Methods Two hundred and forty patients were allocated to receive a 2-monthly oral dose of 3 mg vitamin D3 or placebo for one year. Co-primary outcomes were time to first moderate/severe exacerbation and time to first URI. Secondary outcomes included peak severity and area under the curve for exacerbation symptoms. A pre-specified sub-group analysis was conducted to determine whether effects of the intervention on co-primary outcomes were modified by baseline vitamin D status. This trial is registered with ClinicalTrials.gov (NCT00977873).

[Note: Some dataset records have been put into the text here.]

//! Centralized error types for the game.
//!
//! Only configuration can fail: once a session is Playing, every simulation
//! decision has a deterministic fallback, so nothing here is raised per tick.

use glam::IVec2;

/// Main error type for the game.
///
/// This is the primary error type that should be used in public APIs.
#[derive(thiserror::Error, Debug)]
pub enum GameError {
    #[error("Map parsing error: {0}")]
    MapParse(#[from] ParseError),

    #[error("Map error: {0}")]
    Map(#[from] MapError),

    #[error("Configuration error: {0}")]
    Config(String),

    #[error("Invalid state: {0}")]
    InvalidState(String),
}

/// Error type for map parsing operations.
#[derive(thiserror::Error, Debug, PartialEq, Eq)]
pub enum ParseError {
    #[error("Board has no rows")]
    EmptyBoard,

    #[error("Row {row} has {found} columns, expected {expected}")]
    RaggedRow { row: usize, expected: usize, found: usize },

    #[error("Player spawn defined twice: first at {first}, again at {second}")]
    DuplicatePlayerSpawn { first: IVec2, second: IVec2 },
}

/// Errors related to map operations.
#[derive(thiserror::Error, Debug, PartialEq, Eq)]
pub enum MapError {
    #[error("Player spawn not found")]
    MissingPlayerSpawn,

    #[error("Invalid map configuration: {0}")]
    InvalidConfig(String),
}

/// Result type for game operations.
pub type GameResult<T> = Result<T, GameError>;
use std::ops::Range;

use bevy_ecs::{bundle::Bundle, component::Component, resource::Resource};
use glam::IVec2;
use rand::rngs::SmallRng;
use rand::{Rng, SeedableRng};
use strum_macros::{AsRefStr, EnumIter};

use crate::map::direction::Direction;
use crate::systems::collision::Rect;

/// A tag component for entities that are controlled by the player.
#[derive(Default, Component)]
pub struct PlayerControlled;

/// Top-left corner of an actor, in pixels.
#[derive(Component, Debug, Clone, Copy, PartialEq, Eq, Default)]
pub struct Position(pub IVec2);

/// Where an actor returns to when positions are reset. Fixed at spawn.
#[derive(Component, Debug, Clone, Copy, PartialEq, Eq)]
pub struct SpawnPoint(pub IVec2);

/// The actor's bounding box size. Fixed at spawn.
#[derive(Component, Debug, Clone, Copy, PartialEq, Eq)]
pub struct Collider {
    pub size: IVec2,
}

impl Collider {
    /// The bounding box this collider would occupy at `position`.
    pub fn rect_at(&self, position: IVec2) -> Rect {
        Rect::new(position, self.size)
    }
}

/// Heading and speed of an actor.
///
/// There is no stored velocity vector: it is always derived from the direction,
/// so it can never disagree with it.
#[derive(Component, Debug, Clone, Copy, PartialEq, Eq)]
pub struct Velocity {
    pub direction: Direction,
    pub speed: i32,
}

impl Velocity {
    pub fn new(direction: Direction, speed: i32) -> Self {
        Self { direction, speed }
    }

    /// Per-tick displacement.
    pub fn delta(&self) -> IVec2 {
        self.direction.as_ivec2() * self.speed
    }
}

/// The direction the player last asked for, retried every tick until the turn is clear.
#[derive(Component, Debug, Clone, Copy, PartialEq, Eq, Default)]
pub struct BufferedDirection(pub Direction);

/// Marks an actor that should not be drawn (the player while the death delay runs).
#[derive(Component, Debug, Default)]
pub struct Hidden;

/// The four ghosts, by color.
#[derive(Debug, Clone, Copy, PartialEq, Eq, Hash, AsRefStr, EnumIter)]
#[strum(serialize_all = "lowercase")]
pub enum GhostKind {
    Blue,
    Orange,
    Pink,
    Red,
}

/// Stable arena index of a ghost within its level. Ghosts are always evaluated in index order.
#[derive(Debug, Clone, Copy, PartialEq, Eq, PartialOrd, Ord, Hash)]
pub struct GhostId(pub u8);

#[derive(Component, Debug, Clone, Copy, PartialEq, Eq)]
pub struct Ghost {
    pub kind: GhostKind,
    pub id: GhostId,
}

/// How a ghost picks a direction when it redirects.
#[derive(Debug, Clone, Copy, PartialEq, Eq, Hash, AsRefStr, EnumIter)]
pub enum GhostStrategy {
    /// Chases the player most of the time.
    Aggressive,
    /// Chases the player occasionally, wanders otherwise.
    Exploratory,
    /// Tends to keep going the way it was going.
    InertialRandom,
}

impl GhostStrategy {
    /// Picks one of the three strategies uniformly.
    pub fn random(rng: &mut impl Rng) -> Self {
        match rng.random_range(0..3) {
            0 => GhostStrategy::Aggressive,
            1 => GhostStrategy::Exploratory,
            _ => GhostStrategy::InertialRandom,
        }
    }
}

/// Per-ghost decision state: its strategy and its periodic redirect timer.
#[derive(Component, Debug, Clone, Copy, PartialEq, Eq)]
pub struct GhostBrain {
    pub strategy: GhostStrategy,
    /// Simulation time (ms) of the last redirect.
    pub last_redirect_ms: u64,
    /// Delay (ms) after `last_redirect_ms` before the next periodic redirect.
    pub redirect_interval_ms: u64,
}

impl GhostBrain {
    /// A brain with a freshly rolled strategy and timer, armed from `now_ms`.
    pub fn new(rng: &mut impl Rng, now_ms: u64, intervals: Range<u64>) -> Self {
        Self {
            strategy: GhostStrategy::random(rng),
            last_redirect_ms: now_ms,
            redirect_interval_ms: rng.random_range(intervals),
        }
    }

    /// Whether the periodic redirect deadline has passed.
    pub fn redirect_due(&self, now_ms: u64) -> bool {
        now_ms.saturating_sub(self.last_redirect_ms) > self.redirect_interval_ms
    }

    pub fn next_redirect_ms(&self) -> u64 {
        self.last_redirect_ms + self.redirect_interval_ms
    }

    /// Re-arms the timer after a redirect.
    pub fn rearm(&mut self, rng: &mut impl Rng, now_ms: u64, intervals: Range<u64>) {
        self.last_redirect_ms = now_ms;
        self.redirect_interval_ms = rng.random_range(intervals);
    }
}

#[derive(Bundle)]
pub struct PlayerBundle {
    pub player: PlayerControlled,
    pub position: Position,
    pub spawn: SpawnPoint,
    pub collider: Collider,
    pub velocity: Velocity,
    pub buffered_direction: BufferedDirection,
}

#[derive(Bundle)]
pub struct GhostBundle {
    pub ghost: Ghost,
    pub position: Position,
    pub spawn: SpawnPoint,
    pub collider: Collider,
    pub velocity: Velocity,
    pub brain: GhostBrain,
}

/// Static walls of the loaded level.
#[derive(Resource, Debug, Clone, Default)]
pub struct Walls(pub Vec<Rect>);

/// Collectibles still on the board. Eaten ones are removed until the next reload.
#[derive(Resource, Debug, Clone, Default)]
pub struct Collectibles(pub Vec<Rect>);

#[derive(Resource, Debug, Clone, Copy, Default, PartialEq, Eq)]
pub struct ScoreResource(pub u32);

#[derive(Resource, Debug, Clone, Copy, PartialEq, Eq)]
pub struct PlayerLives(pub u8);

/// The one source of randomness for the simulation.
#[derive(Resource, Debug, Clone)]
pub struct GameRng(pub SmallRng);

impl GameRng {
    /// A generator that replays identically for the same seed.
    pub fn seeded(seed: u64) -> Self {
        Self(SmallRng::seed_from_u64(seed))
    }

    pub fn from_entropy() -> Self {
        Self(SmallRng::from_os_rng())
    }
}

/// Simulation time. Stamped with each tick's due time, so it never reads the wall clock.
#[derive(Resource, Debug, Clone, Copy, Default, PartialEq, Eq)]
pub struct SimClock {
    pub now_ms: u64,
    /// Number of ticks run since the game was created.
    pub ticks: u64,
}

#[derive(Resource, Debug, Clone, Copy, Default)]
pub struct GlobalState {
    pub exit: bool,
}
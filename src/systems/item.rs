use bevy_ecs::event::EventWriter;
use bevy_ecs::query::With;
use bevy_ecs::system::{Query, Res, ResMut};
use thousands::Separable;
use tracing::{debug, trace};

use crate::config::GameConfig;
use crate::events::GameEvent;
use crate::systems::components::{Collectibles, Collider, PlayerControlled, Position, ScoreResource};
use crate::systems::state::GameStage;

/// Eats every collectible the player overlaps, scoring each one exactly once.
///
/// Eaten collectibles are removed on the spot, so a collectible can never be scored twice.
/// Writes `BoardCleared` on the tick the last one goes.
pub fn collectible_system(
    stage: Res<GameStage>,
    config: Res<GameConfig>,
    mut collectibles: ResMut<Collectibles>,
    mut score: ResMut<ScoreResource>,
    player: Query<(&Position, &Collider), With<PlayerControlled>>,
    mut events: EventWriter<GameEvent>,
) {
    if *stage != GameStage::Playing || collectibles.0.is_empty() {
        return;
    }

    let Ok((position, collider)) = player.single() else {
        return;
    };
    let player_rect = collider.rect_at(position.0);

    let before = collectibles.0.len();
    collectibles.0.retain(|collectible| !collectible.overlaps(&player_rect));
    let eaten = (before - collectibles.0.len()) as u32;
    if eaten == 0 {
        return;
    }

    score.0 += eaten * config.collectible_score;
    trace!(eaten, remaining = collectibles.0.len(), score = score.0, "Collectible eaten");

    if collectibles.0.is_empty() {
        debug!(score = score.0.separate_with_commas(), "Board cleared");
        events.write(GameEvent::BoardCleared);
    }
}
#![allow(dead_code)]

use std::time::Duration;

use bevy_ecs::event::{EventRegistry, Events};
use bevy_ecs::query::With;
use bevy_ecs::world::World;
use chomp::config::GameConfig;
use chomp::events::{GameCommand, GameEvent};
use chomp::game::Game;
use chomp::map::builder::Map;
use chomp::map::direction::Direction;
use chomp::systems::{
    Collider, GameRng, GameStage, Ghost, GhostBrain, GhostBundle, GhostId, GhostKind, GhostStrategy, PlayerControlled,
    Position, SimClock, SpawnPoint, Velocity, Walls,
};
use glam::IVec2;

pub const TEST_SEED: u64 = 0x5EED;
pub const TICK: Duration = Duration::from_millis(16);
pub const TILE: i32 = 32;

/// A corridor open at both ends, with one unreachable collectible so the level never clears.
pub const TUNNEL_BOARD: [&str; 4] = [
    "XXXXXXX", //
    "X XXXXX", //
    "OOOPOOO", //
    "XXXXXXX",
];

/// A small room: the player spawns on the bottom row, with a gap in the middle wall above.
pub const ROOM_BOARD: [&str; 5] = [
    "XXXXXXX", //
    "X     X", //
    "X XXX X", //
    "X  P  X", //
    "XXXXXXX",
];

/// An open field with no walls at all, for ghost decision tests.
pub const OPEN_BOARD: [&str; 5] = [
    "OOOOOOOOO", //
    "OOOOOOOOO", //
    "OOOOPOOOO", //
    "OOOOOOOOO", //
    "OOOOOOOOO",
];

pub fn config() -> GameConfig {
    GameConfig::seeded(TEST_SEED)
}

pub fn game_on(board: &[&str]) -> Game {
    Game::with_board(board, config()).expect("test board should be valid")
}

/// A game on `board` that has already left the menu.
pub fn playing_on(board: &[&str]) -> Game {
    let mut game = game_on(board);
    game.handle_command(GameCommand::Start).expect("start should succeed");
    game
}

/// Advances exactly `n` tick intervals.
pub fn tick(game: &mut Game, n: u32) {
    for _ in 0..n {
        game.advance(TICK).expect("advance should succeed");
    }
}

pub fn player_position(game: &mut Game) -> IVec2 {
    game.snapshot().player.expect("player should be spawned").position
}

pub fn set_player_position(game: &mut Game, position: IVec2) {
    let mut query = game.world.query_filtered::<&mut Position, With<PlayerControlled>>();
    for mut current in query.iter_mut(&mut game.world) {
        current.0 = position;
    }
}

/// Moves the ghost with `id` and returns its previous position.
pub fn set_ghost_position(game: &mut Game, id: u8, position: IVec2) -> IVec2 {
    let mut query = game.world.query::<(&Ghost, &mut Position)>();
    let mut previous = None;
    for (ghost, mut current) in query.iter_mut(&mut game.world) {
        if ghost.id == GhostId(id) {
            previous = Some(current.0);
            current.0 = position;
        }
    }
    previous.expect("ghost should exist")
}

/// A bare world with just what the ghost movement system reads.
pub fn ghost_world(board: &[&str], now_ms: u64, config: GameConfig) -> World {
    let mut world = World::default();
    let map = Map::new(board, config.tile_size, config.collectible_size).expect("test board should be valid");
    world.insert_resource(Walls(map.layout().walls));
    world.insert_resource(map);
    world.insert_resource(GameRng::seeded(TEST_SEED));
    world.insert_resource(SimClock { now_ms, ticks: 0 });
    world.insert_resource(config);
    world
}

/// A bare world for collision tests, with the given stage and event storage.
pub fn collision_world(stage: GameStage) -> World {
    let mut world = World::default();
    EventRegistry::register_event::<GameEvent>(&mut world);
    world.insert_resource(stage);
    world
}

pub fn ghost_bundle(id: u8, position: IVec2, direction: Direction, brain: GhostBrain) -> GhostBundle {
    GhostBundle {
        ghost: Ghost {
            kind: GhostKind::Red,
            id: GhostId(id),
        },
        position: Position(position),
        spawn: SpawnPoint(position),
        collider: Collider {
            size: IVec2::splat(TILE),
        },
        velocity: Velocity::new(direction, 4),
        brain,
    }
}

/// A brain whose periodic redirect is `interval_ms` after `last_redirect_ms`.
pub fn brain(strategy: GhostStrategy, last_redirect_ms: u64, interval_ms: u64) -> GhostBrain {
    GhostBrain {
        strategy,
        last_redirect_ms,
        redirect_interval_ms: interval_ms,
    }
}

pub fn drain_events(world: &mut World) -> Vec<GameEvent> {
    world.resource_mut::<Events<GameEvent>>().drain().collect()
}
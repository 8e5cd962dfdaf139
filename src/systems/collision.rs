//! Axis-aligned bounding box collision.
//!
//! [`Rect::overlaps`] is the only collision predicate in the game: walls, collectibles
//! and ghost-vs-player checks all go through it.

use bevy_ecs::entity::Entity;
use bevy_ecs::event::EventWriter;
use bevy_ecs::query::With;
use bevy_ecs::system::{Query, Res};
use glam::IVec2;
use tracing::debug;

use crate::events::GameEvent;
use crate::systems::components::{Collider, Ghost, PlayerControlled, Position};
use crate::systems::state::GameStage;

/// An axis-aligned rectangle in pixel space. Equality is positional.
#[derive(Debug, Clone, Copy, PartialEq, Eq, Hash)]
pub struct Rect {
    pub position: IVec2,
    pub size: IVec2,
}

impl Rect {
    pub const fn new(position: IVec2, size: IVec2) -> Self {
        Self { position, size }
    }

    pub fn left(&self) -> i32 {
        self.position.x
    }

    pub fn right(&self) -> i32 {
        self.position.x + self.size.x
    }

    pub fn top(&self) -> i32 {
        self.position.y
    }

    pub fn bottom(&self) -> i32 {
        self.position.y + self.size.y
    }

    /// Strict overlap test. Rectangles that only share an edge do not collide.
    pub fn overlaps(&self, other: &Rect) -> bool {
        self.left() < other.right() && self.right() > other.left() && self.top() < other.bottom() && self.bottom() > other.top()
    }
}

/// Whether a box of `size` at `position` would overlap any wall.
///
/// Pure query: hypothetical moves are tested here without touching any entity.
pub fn would_collide(walls: &[Rect], position: IVec2, size: IVec2) -> bool {
    let probe = Rect::new(position, size);
    walls.iter().any(|wall| wall.overlaps(&probe))
}

/// Detects a ghost touching the player and reports it.
///
/// At most one `PlayerCaught` is written per tick, no matter how many ghosts overlap,
/// and only while the stage is still `Playing`.
pub fn ghost_collision_system(
    stage: Res<GameStage>,
    player: Query<(&Position, &Collider), With<PlayerControlled>>,
    ghosts: Query<(Entity, &Ghost, &Position, &Collider)>,
    mut events: EventWriter<GameEvent>,
) {
    if *stage != GameStage::Playing {
        return;
    }

    let Ok((player_position, player_collider)) = player.single() else {
        return;
    };
    let player_rect = player_collider.rect_at(player_position.0);

    let caught_by = ghosts
        .iter()
        .filter(|(_, _, position, collider)| collider.rect_at(position.0).overlaps(&player_rect))
        .min_by_key(|(_, ghost, _, _)| ghost.id);

    if let Some((entity, ghost, _, _)) = caught_by {
        debug!(ghost = ghost.kind.as_ref(), ?entity, "Ghost caught the player");
        events.write(GameEvent::PlayerCaught { ghost: entity });
    }
}
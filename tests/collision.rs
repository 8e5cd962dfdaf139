use bevy_ecs::system::RunSystemOnce;
use chomp::events::GameEvent;
use chomp::map::direction::Direction;
use chomp::systems::{
    ghost_collision_system, BufferedDirection, Collider, GameStage, GhostStrategy, PlayerBundle, PlayerControlled, Position,
    Rect, SpawnPoint, Velocity,
};
use glam::IVec2;
use pretty_assertions::assert_eq;
use speculoos::prelude::*;

mod common;

use common::{brain, collision_world, drain_events, ghost_bundle, TILE};

fn player_at(position: IVec2) -> PlayerBundle {
    PlayerBundle {
        player: PlayerControlled,
        position: Position(position),
        spawn: SpawnPoint(position),
        collider: Collider {
            size: IVec2::splat(TILE),
        },
        velocity: Velocity::new(Direction::Right, 4),
        buffered_direction: BufferedDirection(Direction::Right),
    }
}

#[test]
fn test_touching_edges_do_not_collide() {
    let player = Rect::new(IVec2::new(64, 64), IVec2::splat(TILE));

    assert!(!player.overlaps(&Rect::new(IVec2::new(96, 64), IVec2::splat(TILE))));
    assert!(!player.overlaps(&Rect::new(IVec2::new(64, 32), IVec2::splat(TILE))));
    assert!(player.overlaps(&Rect::new(IVec2::new(95, 95), IVec2::splat(TILE))));
}

#[test]
fn test_overlapping_ghost_catches_player() {
    let mut world = collision_world(GameStage::Playing);
    world.spawn(player_at(IVec2::new(64, 64)));
    let ghost = world
        .spawn(ghost_bundle(0, IVec2::new(80, 64), Direction::Left, brain(GhostStrategy::Aggressive, 0, 1000)))
        .id();

    world.run_system_once(ghost_collision_system).unwrap();

    assert_eq!(drain_events(&mut world), vec![GameEvent::PlayerCaught { ghost }]);
}

#[test]
fn test_one_catch_per_tick() {
    let mut world = collision_world(GameStage::Playing);
    world.spawn(player_at(IVec2::new(64, 64)));
    world.spawn(ghost_bundle(2, IVec2::new(70, 64), Direction::Left, brain(GhostStrategy::Aggressive, 0, 1000)));
    let lowest = world
        .spawn(ghost_bundle(1, IVec2::new(60, 64), Direction::Left, brain(GhostStrategy::Aggressive, 0, 1000)))
        .id();

    world.run_system_once(ghost_collision_system).unwrap();

    let events = drain_events(&mut world);
    assert_that(&events).has_length(1);
    assert_eq!(events[0], GameEvent::PlayerCaught { ghost: lowest });
}

#[test]
fn test_no_catch_at_a_distance() {
    let mut world = collision_world(GameStage::Playing);
    world.spawn(player_at(IVec2::new(64, 64)));
    world.spawn(ghost_bundle(0, IVec2::new(96, 64), Direction::Left, brain(GhostStrategy::Aggressive, 0, 1000)));

    world.run_system_once(ghost_collision_system).unwrap();

    assert_that(&drain_events(&mut world)).is_empty();
}

#[test]
fn test_no_catch_outside_playing() {
    for stage in [GameStage::Paused, GameStage::PlayerDied, GameStage::GameOver, GameStage::Menu] {
        let mut world = collision_world(stage);
        world.spawn(player_at(IVec2::new(64, 64)));
        world.spawn(ghost_bundle(0, IVec2::new(64, 64), Direction::Left, brain(GhostStrategy::Aggressive, 0, 1000)));

        world.run_system_once(ghost_collision_system).unwrap();

        assert_that(&drain_events(&mut world)).is_empty();
    }
}
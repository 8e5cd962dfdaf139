//! Headless real-time runner: drives a [`Game`] at its tick rate with a random autopilot.

use std::time::{Duration, Instant};

use rand::rngs::SmallRng;
use rand::seq::IndexedRandom;
use rand::SeedableRng;
use tracing::{debug, info};

use crate::config::RunnerConfig;
use crate::error::GameResult;
use crate::events::{GameCommand, GameEvent};
use crate::game::Game;
use crate::map::direction::Direction;
use crate::systems::GameStage;

/// Ticks between status lines.
const STATUS_PERIOD: u64 = 600;

/// Owns the game and its timing. Stands in for the presentation layer.
pub struct App {
    pub game: Game,
    config: RunnerConfig,
    /// Separate from the game's generator so the autopilot never perturbs the simulation.
    autopilot: SmallRng,
    last_tick: Instant,
    tick_interval: Duration,
}

impl App {
    /// Creates the session and enters play immediately.
    ///
    /// # Errors
    ///
    /// Propagates configuration errors from `Game::new`.
    pub fn new(config: RunnerConfig) -> GameResult<Self> {
        let game_config = config.game_config();
        let tick_interval = game_config.tick_interval;
        let autopilot = match config.seed {
            Some(seed) => SmallRng::seed_from_u64(seed.wrapping_add(1)),
            None => SmallRng::from_os_rng(),
        };

        let mut game = Game::new(game_config)?;
        game.handle_command(GameCommand::Start)?;

        info!(
            run_ticks = config.run_ticks,
            autopilot_period = config.autopilot_period,
            seed = ?config.seed,
            "Runner ready"
        );
        Ok(App {
            game,
            config,
            autopilot,
            last_tick: Instant::now(),
            tick_interval,
        })
    }

    /// Runs one frame: advances the game by the wall time since the last frame, feeds the
    /// autopilot, then sleeps off whatever is left of the tick interval.
    ///
    /// Returns `false` once the runner should stop.
    ///
    /// # Errors
    ///
    /// Propagates errors from the game.
    pub fn run(&mut self) -> GameResult<bool> {
        let start = Instant::now();
        let elapsed = start.duration_since(self.last_tick);
        self.last_tick = start;

        let ticks_before = self.game.ticks();
        self.game.advance(elapsed)?;
        let ticks_after = self.game.ticks();

        for event in self.game.take_events() {
            match event {
                GameEvent::PlayerCaught { ghost } => debug!(?ghost, status = %self.game.summary(), "Caught"),
                GameEvent::BoardCleared => info!(status = %self.game.summary(), "Board cleared"),
            }
        }

        self.drive(ticks_before, ticks_after)?;

        if self.game.exit_requested() {
            return Ok(false);
        }
        if self.config.run_ticks != 0 && ticks_after >= self.config.run_ticks {
            info!(ticks = ticks_after, status = %self.game.summary(), "Run finished");
            return Ok(false);
        }

        let spent = start.elapsed();
        if spent < self.tick_interval {
            spin_sleep::sleep(self.tick_interval - spent);
        }
        Ok(true)
    }

    /// Plays on the user's behalf: restarts after a game over and steers at random.
    fn drive(&mut self, ticks_before: u64, ticks_after: u64) -> GameResult<()> {
        match self.game.stage() {
            GameStage::GameOver => {
                info!(status = %self.game.summary(), "Restarting after game over");
                self.game.handle_command(GameCommand::Restart)?;
            }
            GameStage::Playing => {
                let period = self.config.autopilot_period;
                if ticks_after / period != ticks_before / period {
                    if let Some(&direction) = Direction::DIRECTIONS.choose(&mut self.autopilot) {
                        self.game.handle_command(GameCommand::MovePlayer(direction))?;
                    }
                }
                if ticks_after / STATUS_PERIOD != ticks_before / STATUS_PERIOD {
                    info!(ticks = ticks_after, status = %self.game.summary(), "Status");
                }
            }
            _ => {}
        }
        Ok(())
    }
}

Results 122 participants were allocated to the intervention arm of the trial, and 118 to the control arm. Vitamin D supplementation did not influence time to first exacerbation (HR 0.86, 95% CI 0.60–1.24, p = 0.42) or time to first URI (HR 0.95, 95% CI 0.69–1.31, p = 0.75) in the study population as a whole, but it did reduce peak severity (p = 0.042) and area under the curve (p = 0.032) for exacerbation symptoms. Pre-specified sub-group analysis revealed that vitamin D supplementation was protective against moderate/severe exacerbation among the 148 participants with baseline serum 25-hydroxyvitamin D (25[OH]D) concentration < 50 nmol/L (aHR 0.57, 95% CI 0.35 to 0.92, p = 0.021), but not among the 92 participants with baseline serum 25(OH)D ≥ 50 nmol/L (aHR 1.45, 95% CI 0.81 to 2.62, p = 0.21; P for interaction = 0.021). Baseline vitamin D status did not modify the effect of vitamin D supplementation on risk of URI (P for interaction = 0.41).
Conclusions Vitamin D supplementation protected against moderate/severe exacerbation, but not upper respiratory infection, in COPD patients with baseline 25(OH)D < 50 nmol/L. It also modestly reduced peak severity and area under the curve for exacerbation symptom scores, irrespective of baseline vitamin D status.